Work instruction:
The answer must consist of every line below that contains the word "derive".

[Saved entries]
-=-=-

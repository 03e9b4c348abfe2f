//! Per-kind dispatch profiles.
//!
//! Each socket kind maps, once and for all, to a strategy per direction:
//!
//! | kinds                                    | send        | recv        |
//! |------------------------------------------|-------------|-------------|
//! | PUB, PUSH                                | Locked      | Unsupported |
//! | SUB, PULL                                | Unsupported | Locked      |
//! | PAIR, DEALER, ROUTER, XPUB, XSUB, STREAM | Locked      | Locked      |
//! | REQ, REP                                 | LockFree    | LockFree    |
//!
//! REQ/REP need no lock: libzmq enforces strict send/recv alternation, so at
//! most one task can legitimately be inside each direction.

use greenzmq_core::Direction;

use crate::socket_kind::SocketKind;

/// How operations in one direction are carried out.
#[derive(Debug, Clone, Copy, PartialEq, Eq)]
pub enum Strategy {
    /// Serialize callers through a `FairLock`; always-wake the other direction
    Locked,
    /// No lock; explicit readiness check to wake the other direction
    LockFree,
    /// Direction not permitted for this kind
    Unsupported,
}

/// Strategy pair selected for a socket kind.
#[derive(Debug, PartialEq, Eq)]
pub struct Dispatch {
    pub send: Strategy,
    pub recv: Strategy,
}

static SEND_ONLY: Dispatch = Dispatch {
    send: Strategy::Locked,
    recv: Strategy::Unsupported,
};

static RECV_ONLY: Dispatch = Dispatch {
    send: Strategy::Unsupported,
    recv: Strategy::Locked,
};

static DUPLEX: Dispatch = Dispatch {
    send: Strategy::Locked,
    recv: Strategy::Locked,
};

static LOCKSTEP: Dispatch = Dispatch {
    send: Strategy::LockFree,
    recv: Strategy::LockFree,
};

impl Dispatch {
    /// Profile for `kind`.
    pub fn for_kind(kind: SocketKind) -> &'static Self {
        match kind {
            SocketKind::Pub | SocketKind::Push => &SEND_ONLY,
            SocketKind::Sub | SocketKind::Pull => &RECV_ONLY,
            SocketKind::Req | SocketKind::Rep => &LOCKSTEP,
            SocketKind::Pair
            | SocketKind::Dealer
            | SocketKind::Router
            | SocketKind::XPub
            | SocketKind::XSub
            | SocketKind::Stream => &DUPLEX,
        }
    }

    pub const fn strategy(&self, direction: Direction) -> Strategy {
        match direction {
            Direction::Send => self.send,
            Direction::Recv => self.recv,
        }
    }
}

-=-=-

Task answer:
#[derive(Debug, Clone, Copy, PartialEq, Eq)]
#[derive(Debug, PartialEq, Eq)]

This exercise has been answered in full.